Native valve IE, prosthetic valve IE, IV drug abuse IE, and nosocomial IE.
What is the most common cause of acute native valve infective endocarditis?
Staphylococcus aureus.
What is the most common cause of subacute native valve infective endocarditis?
Streptococcus viridans group.
What is the most common cause of infective endocarditis in IV drug users?
Staphylococcus aureus, affecting the tricuspid valve.
What is prosthetic valve endocarditis (PVE)?
Infective endocarditis occurring in patients with prosthetic heart valves.
What is the difference between early and late prosthetic valve endocarditis?
Early PVE occurs within 60 days of surgery and is caused by Staph epidermidis and Gram-negative bacilli, while late PVE occurs after 60 days and is often caused by streptococci and Staph aureus.

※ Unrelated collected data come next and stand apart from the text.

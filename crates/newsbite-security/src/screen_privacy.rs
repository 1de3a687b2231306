//! Screen-capture privacy
//!
//! Suppresses screenshots, recording and app-switcher previews while any
//! claim is held:
//! - the app lock while the app is backgrounded and locked
//! - the manual toggle (`set_screen_privacy`)
//! - sensitive screens through [`ScreenPrivacyGuard`]
//!
//! The platform `prevent` is issued when the first claim appears and `allow`
//! when the last one goes away. Platform failures are logged and retried on
//! the next claim change.

use crate::platform::ScreenCaptureControl;
use parking_lot::Mutex;
use std::sync::Arc;

/// Source of a capture-suppression claim
#[derive(Debug, Clone, Copy, PartialEq, Eq)]
pub enum PrivacyClaim {
    /// App lock engaged on backgrounding
    AppLock,
    /// Explicit consumer toggle
    Manual,
    /// A sensitive screen holding a guard
    Screen,
}

#[derive(Debug, Default)]
struct Claims {
    app_lock: bool,
    manual: bool,
    screens: u32,
    /// Last state successfully applied to the platform
    applied: bool,
}

impl Claims {
    fn count(&self) -> u32 {
        u32::from(self.app_lock) + u32::from(self.manual) + self.screens
    }
}

/// Counted screen-capture suppression
pub struct ScreenPrivacy {
    control: Option<Arc<dyn ScreenCaptureControl>>,
    claims: Mutex<Claims>,
}

impl ScreenPrivacy {
    /// Create with the platform control, or `None` where capture cannot be
    /// suppressed (web)
    pub fn new(control: Option<Arc<dyn ScreenCaptureControl>>) -> Self {
        Self {
            control,
            claims: Mutex::new(Claims::default()),
        }
    }

    /// Set or clear the app lock's claim
    pub fn set_lock_claim(&self, held: bool) {
        self.update(PrivacyClaim::AppLock, |claims| claims.app_lock = held);
    }

    /// Set or clear the manual claim
    pub fn set_manual_claim(&self, held: bool) {
        self.update(PrivacyClaim::Manual, |claims| claims.manual = held);
    }

    /// Hold a claim for as long as the returned guard lives
    pub fn protect(self: &Arc<Self>) -> ScreenPrivacyGuard {
        self.update(PrivacyClaim::Screen, |claims| claims.screens += 1);
        ScreenPrivacyGuard {
            privacy: Arc::clone(self),
        }
    }

    /// Whether suppression is currently applied on the platform
    pub fn is_protected(&self) -> bool {
        self.claims.lock().applied
    }

    /// Number of claims held
    pub fn claim_count(&self) -> u32 {
        self.claims.lock().count()
    }

    fn release_screen(&self) {
        self.update(PrivacyClaim::Screen, |claims| {
            claims.screens = claims.screens.saturating_sub(1)
        });
    }

    // The platform call happens under the lock so prevent/allow stay ordered
    fn update(&self, claim: PrivacyClaim, change: impl FnOnce(&mut Claims)) {
        let mut claims = self.claims.lock();
        change(&mut claims);

        let wanted = claims.count() > 0;
        tracing::debug!(
            "Screen privacy claim {:?} updated (claims: {})",
            claim,
            claims.count()
        );
        if wanted == claims.applied {
            return;
        }

        let Some(control) = &self.control else {
            return;
        };
        let result = if wanted {
            control.prevent()
        } else {
            control.allow()
        };
        match result {
            Ok(()) => {
                claims.applied = wanted;
                tracing::debug!(
                    "Screen capture {}",
                    if wanted { "prevented" } else { "allowed" }
                );
            }
            Err(e) => tracing::warn!("Screen capture update failed: {}", e),
        }
    }
}

/// RAII claim held by a sensitive screen.
///
/// Dropping the guard releases the claim (and lifts suppression if it was
/// the last one).
pub struct ScreenPrivacyGuard {
    privacy: Arc<ScreenPrivacy>,
}

impl std::fmt::Debug for ScreenPrivacyGuard {
    fn fmt(&self, f: &mut std::fmt::Formatter<'_>) -> std::fmt::Result {
        f.write_str("ScreenPrivacyGuard")
    }
}

impl Drop for ScreenPrivacyGuard {
    fn drop(&mut self) {
        self.privacy.release_screen();
    }
}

What is the most common causative organism of nosocomial infective endocarditis?
Staphylococcus aureus.
Which heart valve is most commonly affected in infective endocarditis?
Mitral valve (28-45%).
What are the major complications of infective endocarditis?
Heart failure, embolic stroke, septic emboli, renal failure, and valve destruction.
What are Janeway lesions?
Non-tender, erythematous macules on the palms and soles seen in infective endocarditis.
What are Osler’s nodes?
Painful, raised nodules on the fingers and toes seen in infective endocarditis.
What are Roth spots?
Retinal hemorrhages with a white center seen in infective endocarditis.
What is the Duke’s criteria for diagnosing infective endocarditis?
Requires 2 major, 1 major + 3 minor, or 5 minor criteria.